How to manage stress

Feelings of stress and anxiety are a part of life, but when stress and anxiety exist for an extended period of time, they can become a health risk. Everyone needs to be able to recognize and understand feelings of stress and anxiety. It’s equally essential for people to learn how to manage them, so stress and anxiety don’t become overwhelming.

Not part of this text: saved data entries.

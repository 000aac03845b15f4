use crate::speech::UtteranceChunk;
use iced::keyboard::{Key, Modifiers};
use iced::widget::scrollable::RelativeOffset;
use std::path::PathBuf;
use std::time::{Duration, Instant};

use super::state::SessionKind;

/// Messages emitted by the UI.
#[derive(Debug, Clone)]
pub enum Message {
    // Upload flow.
    PathInputChanged(String),
    UploadRequested,
    FileDropped(PathBuf),
    UploadFinished {
        request_id: u64,
        result: Result<String, String>,
    },

    // Playback, for either the main document or the definition modal.
    Play(SessionKind),
    Pause(SessionKind),
    Stop(SessionKind),
    WordClicked(usize),
    UtterancePrepared {
        session: SessionKind,
        request_id: u64,
        word_offset: usize,
        chunks: Vec<UtteranceChunk>,
        files: Vec<(PathBuf, Duration)>,
    },
    UtteranceFailed {
        session: SessionKind,
        request_id: u64,
        error: String,
    },
    Tick(Instant),

    // Definition modal.
    DefinitionFetched {
        request_id: u64,
        result: Result<String, String>,
    },
    ModalClosed,

    // Settings.
    ToggleTheme,
    ToggleSettings,
    FontSizeChanged(u32),
    SpeechRateChanged(u32),
    SpeechVolumeChanged(f32),
    AutoScrollChanged(bool),

    // Window and input plumbing.
    WindowResized {
        width: f32,
        height: f32,
    },
    WindowMoved {
        x: f32,
        y: f32,
    },
    Scrolled {
        offset: RelativeOffset,
        viewport_height: f32,
        content_height: f32,
    },
    KeyPressed {
        key: Key,
        modifiers: Modifiers,
    },
    PollSignals,
}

Research suggests different ways to manage and reduce stress and anxiety. For those with academic demands or test anxiety, some of the tips include:

  • Make the time to actually study;
  • Study more effectively;
  • Find ways to relax;
  • Monitor your diet;
  • Get enough sleep;
  • Exercise; and
  • Manage your time wisely.

The most common long-term cause of stress for college students can be academic demands and test anxiety. According to research, when you don’t get the results you think you should get or feel pressured to get specific educational outcomes, this can cause an unforeseen amount of stress.

Test Anxiety

For some students, college is the first time they get academically challenged; thus, this may be the first time they get a low grade on a test. Test anxiety is typically experienced for the first time or with increased intensity.

Test anxiety is anxiety which surfaces before or during tests. The symptoms range from physical to mental and usually impact your ability to perform. Research suggests different ways to manage or reduce anxiety. 

Research says one of the causes of test anxiety is the fear that you didn’t study enough. By taking the time to study as much as you can, this fear gets reduced.

Effective Studying

Studying more effectively can be accomplished by finding a study buddy in your program or just someone with whom you frequently converse. Your study buddy can be someone who double-checks your work or quizzes you before a test. Finding someone to help you study more effectively can make all the difference.

What calms you down? Squeezing a stress ball? Taking deep breaths? Counting to 10? Whichever relaxation technique you choose, it can help reduce the symptoms of test anxiety and academic demands. Research has also shown that positive thinking may improve your physical well-being, produce lower feelings of depression, and produce lower distress levels.

Eat, Sleep, Exercise, Repeat.

Eating well and correctly is essential. For example, research suggests that too much caffeine can exacerbate the physical symptoms of test anxiety.

Research is clear. Not getting enough sleep can impair your memory and reasoning abilities. It can also impair academic performance and can make it harder to get through the day. The more clear-headed you are, the less anxious you will feel.

Research also is evident in the fact that exercise can release tension. The less stress you feel as you go into the test, the better off you may be.

Time Management

Managing your time is a vital skill not just for learning but for life. You’re worried enough about the test, so there is no need to add more. Instead of worrying about being late and having less time to take the test due to unexpected traffic or a test location change, leave a bit earlier. Having the time to relax will help your cognitive functions.